EXCERPTED DATA.
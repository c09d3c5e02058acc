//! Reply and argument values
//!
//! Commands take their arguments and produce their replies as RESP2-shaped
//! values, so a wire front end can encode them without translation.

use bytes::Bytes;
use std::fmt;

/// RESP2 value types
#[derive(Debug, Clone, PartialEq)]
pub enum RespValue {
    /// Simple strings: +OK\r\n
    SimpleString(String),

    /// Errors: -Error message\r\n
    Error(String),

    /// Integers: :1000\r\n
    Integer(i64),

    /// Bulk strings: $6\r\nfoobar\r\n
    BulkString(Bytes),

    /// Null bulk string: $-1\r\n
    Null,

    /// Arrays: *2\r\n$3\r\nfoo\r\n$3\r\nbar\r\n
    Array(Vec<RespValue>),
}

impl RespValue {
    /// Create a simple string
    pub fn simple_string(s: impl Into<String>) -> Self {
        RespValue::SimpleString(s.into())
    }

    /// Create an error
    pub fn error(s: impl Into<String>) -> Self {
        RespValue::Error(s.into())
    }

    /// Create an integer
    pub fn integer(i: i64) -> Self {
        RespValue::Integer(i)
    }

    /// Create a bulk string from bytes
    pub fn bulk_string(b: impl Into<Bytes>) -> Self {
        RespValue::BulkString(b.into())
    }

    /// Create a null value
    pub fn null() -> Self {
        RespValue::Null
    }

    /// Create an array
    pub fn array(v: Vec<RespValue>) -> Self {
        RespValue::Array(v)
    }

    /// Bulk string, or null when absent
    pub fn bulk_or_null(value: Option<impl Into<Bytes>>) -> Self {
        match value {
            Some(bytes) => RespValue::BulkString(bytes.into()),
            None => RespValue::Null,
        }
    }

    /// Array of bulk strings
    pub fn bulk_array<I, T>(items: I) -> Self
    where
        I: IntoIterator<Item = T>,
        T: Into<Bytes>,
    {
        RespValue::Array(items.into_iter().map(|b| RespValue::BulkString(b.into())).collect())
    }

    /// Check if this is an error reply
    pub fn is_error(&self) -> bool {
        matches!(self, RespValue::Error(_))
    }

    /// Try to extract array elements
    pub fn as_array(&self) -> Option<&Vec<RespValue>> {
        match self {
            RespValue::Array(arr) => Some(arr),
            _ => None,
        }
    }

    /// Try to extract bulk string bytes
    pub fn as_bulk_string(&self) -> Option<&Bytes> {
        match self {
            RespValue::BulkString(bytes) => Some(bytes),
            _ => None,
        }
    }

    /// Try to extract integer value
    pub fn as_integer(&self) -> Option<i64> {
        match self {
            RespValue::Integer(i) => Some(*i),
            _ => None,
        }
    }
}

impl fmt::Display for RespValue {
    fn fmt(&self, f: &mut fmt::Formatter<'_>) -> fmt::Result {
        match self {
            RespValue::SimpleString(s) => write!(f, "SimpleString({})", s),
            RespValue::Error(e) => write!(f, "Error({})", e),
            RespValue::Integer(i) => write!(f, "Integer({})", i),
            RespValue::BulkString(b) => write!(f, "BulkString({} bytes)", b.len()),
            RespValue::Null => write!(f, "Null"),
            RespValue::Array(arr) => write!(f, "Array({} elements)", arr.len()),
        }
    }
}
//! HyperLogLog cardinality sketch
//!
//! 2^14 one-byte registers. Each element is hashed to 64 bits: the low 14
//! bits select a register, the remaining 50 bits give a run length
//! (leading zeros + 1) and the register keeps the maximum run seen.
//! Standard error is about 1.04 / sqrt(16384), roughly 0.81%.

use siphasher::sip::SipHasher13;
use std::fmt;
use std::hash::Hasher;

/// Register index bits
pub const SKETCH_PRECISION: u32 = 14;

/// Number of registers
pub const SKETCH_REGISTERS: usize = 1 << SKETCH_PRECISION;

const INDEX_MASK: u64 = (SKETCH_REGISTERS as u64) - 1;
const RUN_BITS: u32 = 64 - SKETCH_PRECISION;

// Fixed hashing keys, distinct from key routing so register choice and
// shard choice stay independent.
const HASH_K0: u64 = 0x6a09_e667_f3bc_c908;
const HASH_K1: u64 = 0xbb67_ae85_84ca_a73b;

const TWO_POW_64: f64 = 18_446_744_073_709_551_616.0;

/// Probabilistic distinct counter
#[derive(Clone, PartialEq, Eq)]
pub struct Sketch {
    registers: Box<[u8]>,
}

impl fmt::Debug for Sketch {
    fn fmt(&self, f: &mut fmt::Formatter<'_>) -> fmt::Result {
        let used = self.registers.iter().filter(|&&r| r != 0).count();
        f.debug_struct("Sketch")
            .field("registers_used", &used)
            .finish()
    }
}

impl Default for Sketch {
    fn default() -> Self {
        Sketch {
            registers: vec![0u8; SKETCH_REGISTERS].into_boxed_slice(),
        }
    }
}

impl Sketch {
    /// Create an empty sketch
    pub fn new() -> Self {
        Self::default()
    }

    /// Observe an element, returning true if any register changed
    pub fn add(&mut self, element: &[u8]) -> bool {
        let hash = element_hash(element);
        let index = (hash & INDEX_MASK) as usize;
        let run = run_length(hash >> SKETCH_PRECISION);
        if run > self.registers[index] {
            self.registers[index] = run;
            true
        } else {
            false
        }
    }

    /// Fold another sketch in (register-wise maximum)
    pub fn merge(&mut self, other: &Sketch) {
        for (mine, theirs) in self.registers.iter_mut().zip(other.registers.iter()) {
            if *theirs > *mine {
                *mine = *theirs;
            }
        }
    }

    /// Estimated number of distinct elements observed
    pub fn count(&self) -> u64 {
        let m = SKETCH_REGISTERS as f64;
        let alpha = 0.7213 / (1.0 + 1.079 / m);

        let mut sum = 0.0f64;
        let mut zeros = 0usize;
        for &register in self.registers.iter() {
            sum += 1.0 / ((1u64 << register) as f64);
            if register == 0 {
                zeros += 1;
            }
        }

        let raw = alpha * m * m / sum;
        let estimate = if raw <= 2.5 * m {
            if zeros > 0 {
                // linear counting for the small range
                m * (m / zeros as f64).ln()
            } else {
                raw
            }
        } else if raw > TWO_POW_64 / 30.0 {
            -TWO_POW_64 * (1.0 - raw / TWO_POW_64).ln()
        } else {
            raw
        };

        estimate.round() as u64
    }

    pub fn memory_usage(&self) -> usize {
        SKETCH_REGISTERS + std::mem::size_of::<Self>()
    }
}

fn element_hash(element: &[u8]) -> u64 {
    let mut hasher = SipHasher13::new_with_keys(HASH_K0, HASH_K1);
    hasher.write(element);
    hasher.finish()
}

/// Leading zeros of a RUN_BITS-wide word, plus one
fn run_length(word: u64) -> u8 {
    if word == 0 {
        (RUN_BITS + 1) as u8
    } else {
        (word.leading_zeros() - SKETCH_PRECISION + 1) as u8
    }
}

* * *

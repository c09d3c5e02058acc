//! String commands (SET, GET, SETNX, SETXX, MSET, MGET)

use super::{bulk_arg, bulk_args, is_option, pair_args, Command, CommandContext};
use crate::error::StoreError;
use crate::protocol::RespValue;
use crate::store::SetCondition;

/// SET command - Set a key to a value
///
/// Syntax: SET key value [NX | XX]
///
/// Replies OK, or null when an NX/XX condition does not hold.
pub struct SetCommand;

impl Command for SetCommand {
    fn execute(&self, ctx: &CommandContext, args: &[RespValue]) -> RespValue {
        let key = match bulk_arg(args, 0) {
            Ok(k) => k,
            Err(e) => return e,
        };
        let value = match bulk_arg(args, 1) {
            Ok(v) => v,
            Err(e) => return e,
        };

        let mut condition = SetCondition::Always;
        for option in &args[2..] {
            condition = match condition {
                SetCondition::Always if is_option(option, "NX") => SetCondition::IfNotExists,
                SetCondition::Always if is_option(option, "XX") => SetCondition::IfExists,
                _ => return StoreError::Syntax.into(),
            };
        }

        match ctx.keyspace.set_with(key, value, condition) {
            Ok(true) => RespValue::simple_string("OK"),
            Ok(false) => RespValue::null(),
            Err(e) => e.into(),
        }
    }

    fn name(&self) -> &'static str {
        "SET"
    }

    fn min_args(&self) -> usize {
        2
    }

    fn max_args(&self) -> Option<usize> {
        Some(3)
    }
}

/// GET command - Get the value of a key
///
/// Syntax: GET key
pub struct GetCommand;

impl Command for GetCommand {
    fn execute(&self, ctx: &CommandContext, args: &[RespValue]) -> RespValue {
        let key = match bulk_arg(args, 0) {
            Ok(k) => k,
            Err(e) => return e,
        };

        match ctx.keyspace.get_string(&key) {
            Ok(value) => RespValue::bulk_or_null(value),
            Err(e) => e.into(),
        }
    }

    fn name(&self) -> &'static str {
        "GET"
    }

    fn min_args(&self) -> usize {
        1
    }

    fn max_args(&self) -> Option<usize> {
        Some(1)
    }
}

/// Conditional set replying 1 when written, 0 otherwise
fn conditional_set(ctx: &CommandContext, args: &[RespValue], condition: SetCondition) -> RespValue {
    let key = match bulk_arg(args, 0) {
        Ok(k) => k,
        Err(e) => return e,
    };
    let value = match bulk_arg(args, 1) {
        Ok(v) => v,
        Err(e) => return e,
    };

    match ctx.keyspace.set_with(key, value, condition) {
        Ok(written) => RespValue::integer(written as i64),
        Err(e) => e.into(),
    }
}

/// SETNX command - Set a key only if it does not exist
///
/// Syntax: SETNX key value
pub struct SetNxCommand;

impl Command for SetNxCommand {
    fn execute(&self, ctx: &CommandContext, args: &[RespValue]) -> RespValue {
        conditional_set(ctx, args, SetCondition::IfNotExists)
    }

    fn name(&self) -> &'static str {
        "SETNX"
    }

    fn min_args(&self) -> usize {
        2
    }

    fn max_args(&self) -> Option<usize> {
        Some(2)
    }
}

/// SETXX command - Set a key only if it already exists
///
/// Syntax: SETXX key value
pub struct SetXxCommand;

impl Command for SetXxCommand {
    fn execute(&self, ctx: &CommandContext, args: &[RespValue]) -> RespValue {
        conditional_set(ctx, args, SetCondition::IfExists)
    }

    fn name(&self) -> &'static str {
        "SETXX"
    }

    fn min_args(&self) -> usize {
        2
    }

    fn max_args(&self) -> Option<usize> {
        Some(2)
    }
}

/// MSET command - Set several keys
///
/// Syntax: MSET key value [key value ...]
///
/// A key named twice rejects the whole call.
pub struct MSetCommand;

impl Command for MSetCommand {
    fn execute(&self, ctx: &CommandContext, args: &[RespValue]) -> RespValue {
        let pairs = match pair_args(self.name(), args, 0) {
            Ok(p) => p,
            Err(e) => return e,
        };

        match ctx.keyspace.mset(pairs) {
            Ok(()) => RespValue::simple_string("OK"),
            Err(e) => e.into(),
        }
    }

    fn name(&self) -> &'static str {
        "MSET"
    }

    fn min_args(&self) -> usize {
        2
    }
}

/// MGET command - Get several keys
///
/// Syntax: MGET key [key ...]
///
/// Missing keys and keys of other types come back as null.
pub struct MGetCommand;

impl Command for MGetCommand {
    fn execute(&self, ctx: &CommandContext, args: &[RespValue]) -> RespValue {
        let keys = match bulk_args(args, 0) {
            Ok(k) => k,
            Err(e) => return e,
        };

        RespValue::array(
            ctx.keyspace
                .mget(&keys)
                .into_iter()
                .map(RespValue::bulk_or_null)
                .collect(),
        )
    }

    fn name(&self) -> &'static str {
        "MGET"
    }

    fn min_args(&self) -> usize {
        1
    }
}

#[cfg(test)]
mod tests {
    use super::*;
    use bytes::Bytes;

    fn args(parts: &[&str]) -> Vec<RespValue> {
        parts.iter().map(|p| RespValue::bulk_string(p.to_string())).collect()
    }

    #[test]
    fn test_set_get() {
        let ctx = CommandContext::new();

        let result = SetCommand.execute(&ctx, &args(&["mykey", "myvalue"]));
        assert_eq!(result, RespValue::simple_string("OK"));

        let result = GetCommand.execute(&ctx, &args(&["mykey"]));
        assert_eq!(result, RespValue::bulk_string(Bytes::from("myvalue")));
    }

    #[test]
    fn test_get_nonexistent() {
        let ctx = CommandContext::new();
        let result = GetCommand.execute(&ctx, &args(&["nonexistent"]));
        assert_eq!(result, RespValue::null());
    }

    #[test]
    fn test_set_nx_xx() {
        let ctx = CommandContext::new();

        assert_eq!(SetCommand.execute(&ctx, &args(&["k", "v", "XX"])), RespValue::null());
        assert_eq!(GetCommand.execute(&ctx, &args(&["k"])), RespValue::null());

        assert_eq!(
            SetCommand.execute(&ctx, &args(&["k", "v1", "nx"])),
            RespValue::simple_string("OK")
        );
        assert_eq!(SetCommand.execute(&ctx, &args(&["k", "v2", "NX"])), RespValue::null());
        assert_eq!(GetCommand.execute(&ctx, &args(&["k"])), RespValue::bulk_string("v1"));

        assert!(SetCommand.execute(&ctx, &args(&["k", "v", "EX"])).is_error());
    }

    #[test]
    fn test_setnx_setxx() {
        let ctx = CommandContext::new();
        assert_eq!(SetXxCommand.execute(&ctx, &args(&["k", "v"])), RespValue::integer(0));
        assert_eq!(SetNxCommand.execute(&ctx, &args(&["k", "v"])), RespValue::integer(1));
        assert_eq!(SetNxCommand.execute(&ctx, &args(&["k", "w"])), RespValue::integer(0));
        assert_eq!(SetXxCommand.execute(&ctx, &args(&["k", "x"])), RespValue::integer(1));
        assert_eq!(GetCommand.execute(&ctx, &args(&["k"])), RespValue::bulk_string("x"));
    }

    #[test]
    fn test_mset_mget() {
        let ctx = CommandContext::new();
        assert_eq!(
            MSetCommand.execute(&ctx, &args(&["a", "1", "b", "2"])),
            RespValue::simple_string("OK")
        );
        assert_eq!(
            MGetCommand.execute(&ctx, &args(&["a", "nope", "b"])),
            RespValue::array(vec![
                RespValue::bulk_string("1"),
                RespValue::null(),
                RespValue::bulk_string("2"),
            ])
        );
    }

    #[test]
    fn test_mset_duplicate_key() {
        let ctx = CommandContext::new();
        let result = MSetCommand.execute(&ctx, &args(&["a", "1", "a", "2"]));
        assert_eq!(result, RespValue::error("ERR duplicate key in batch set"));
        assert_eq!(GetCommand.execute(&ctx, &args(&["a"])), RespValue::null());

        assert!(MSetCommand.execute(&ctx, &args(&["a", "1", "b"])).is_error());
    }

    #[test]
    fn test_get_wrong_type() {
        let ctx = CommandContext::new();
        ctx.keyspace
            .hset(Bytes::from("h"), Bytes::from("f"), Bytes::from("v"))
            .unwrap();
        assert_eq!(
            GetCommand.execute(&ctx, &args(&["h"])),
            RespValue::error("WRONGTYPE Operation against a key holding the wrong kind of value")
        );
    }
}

EXERCISE. Only the lines from the one containing "a simple string" through the one containing "pub fn bulk_string(b: impl" are to be retyped, both boundary lines included, with no other material.

WRITTEN RESPONSE.
    /// Create a simple string
    pub fn simple_string(s: impl Into<String>) -> Self {
        RespValue::SimpleString(s.into())
    }

    /// Create an error
    pub fn error(s: impl Into<String>) -> Self {
        RespValue::Error(s.into())
    }

    /// Create an integer
    pub fn integer(i: i64) -> Self {
        RespValue::Integer(i)
    }

    /// Create a bulk string from bytes
    pub fn bulk_string(b: impl Into<Bytes>) -> Self {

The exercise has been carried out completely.